- **PROBLEM TO WORK ON**:
The answer is the set of lines that include "TransferOut", copied from the data below.

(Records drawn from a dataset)
++++++++

//! Shared types and models for the ChemStock inventory & dispatch platform
//!
//! This crate contains the entity models, ledger arithmetic, and input
//! validation shared between the backend and other components of the system.

pub mod ledger;
pub mod models;
pub mod types;
pub mod validation;

pub use ledger::*;
pub use models::*;
pub use types::*;
pub use validation::*;
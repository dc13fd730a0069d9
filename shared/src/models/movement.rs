//! Stock movement ledger and transfer models

use chrono::{DateTime, Utc};
use rust_decimal::Decimal;
use serde::{Deserialize, Serialize};
use uuid::Uuid;

use crate::validation::QuantityInput;

use super::TransportDetails;

/// Why a quantity changed. Stored as the ledger's type tag.
#[derive(Debug, Clone, Copy, Serialize, Deserialize, PartialEq, Eq)]
pub enum MovementType {
    #[serde(rename = "INVOICE")]
    Invoice,
    #[serde(rename = "Transfer In")]
    TransferIn,
    #[serde(rename = "Transfer Out")]
    TransferOut,
    #[serde(rename = "Stock Entry")]
    StockEntry,
    #[serde(rename = "Stock Correction")]
    StockCorrection,
}

impl MovementType {
    pub fn as_str(&self) -> &'static str {
        match self {
            MovementType::Invoice => "INVOICE",
            MovementType::TransferIn => "Transfer In",
            MovementType::TransferOut => "Transfer Out",
            MovementType::StockEntry => "Stock Entry",
            MovementType::StockCorrection => "Stock Correction",
        }
    }

    pub fn parse(s: &str) -> Option<Self> {
        match s {
            "INVOICE" => Some(MovementType::Invoice),
            "Transfer In" => Some(MovementType::TransferIn),
            "Transfer Out" => Some(MovementType::TransferOut),
            "Stock Entry" => Some(MovementType::StockEntry),
            "Stock Correction" => Some(MovementType::StockCorrection),
            _ => None,
        }
    }
}

/// One append-only ledger entry. Movements are never updated or deleted;
/// together they exhaustively explain every change to a product's
/// per-location stock.
#[derive(Debug, Clone, Serialize, Deserialize)]
pub struct StockMovement {
    pub id: Uuid,
    pub product_id: Uuid,
    pub product_name: String,
    pub location: String,
    /// Signed delta applied to the location.
    pub change_qty: Decimal,
    pub movement_type: MovementType,
    pub reason: String,
    pub related_invoice_id: Option<Uuid>,
    /// Transfer id when the movement is one leg of a transfer.
    pub reference_id: Option<Uuid>,
    /// The invoice's transport snapshot on INVOICE movements.
    #[serde(skip_serializing_if = "Option::is_none")]
    pub transport: Option<TransportDetails>,
    pub created_at: DateTime<Utc>,
}

/// A completed inter-location transfer, paired with its two movement legs.
#[derive(Debug, Clone, Serialize, Deserialize)]
pub struct StockTransfer {
    pub id: Uuid,
    pub product_id: Uuid,
    pub product_name: String,
    pub from_location: String,
    pub to_location: String,
    pub quantity: Decimal,
    pub created_at: DateTime<Utc>,
}

/// Input for a stock entry. The delta may be negative for dashboard-driven
/// corrections.
#[derive(Debug, Clone, Deserialize)]
pub struct AddStockInput {
    pub product_id: Uuid,
    pub location: String,
    pub quantity: QuantityInput,
    pub reason: Option<String>,
}

/// Input for setting a location to an absolute quantity.
#[derive(Debug, Clone, Deserialize)]
pub struct UpdateStockLevelInput {
    pub product_id: Uuid,
    pub location: String,
    pub new_quantity: QuantityInput,
    pub reason: Option<String>,
}

/// Input for an inter-location transfer.
#[derive(Debug, Clone, Deserialize)]
pub struct TransferStockInput {
    pub product_id: Uuid,
    pub from_location: String,
    pub to_location: String,
    pub quantity: QuantityInput,
}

++++++++

- **WRITTEN SOLUTION**:
    TransferOut,
            MovementType::TransferOut => "Transfer Out",
            "Transfer Out" => Some(MovementType::TransferOut),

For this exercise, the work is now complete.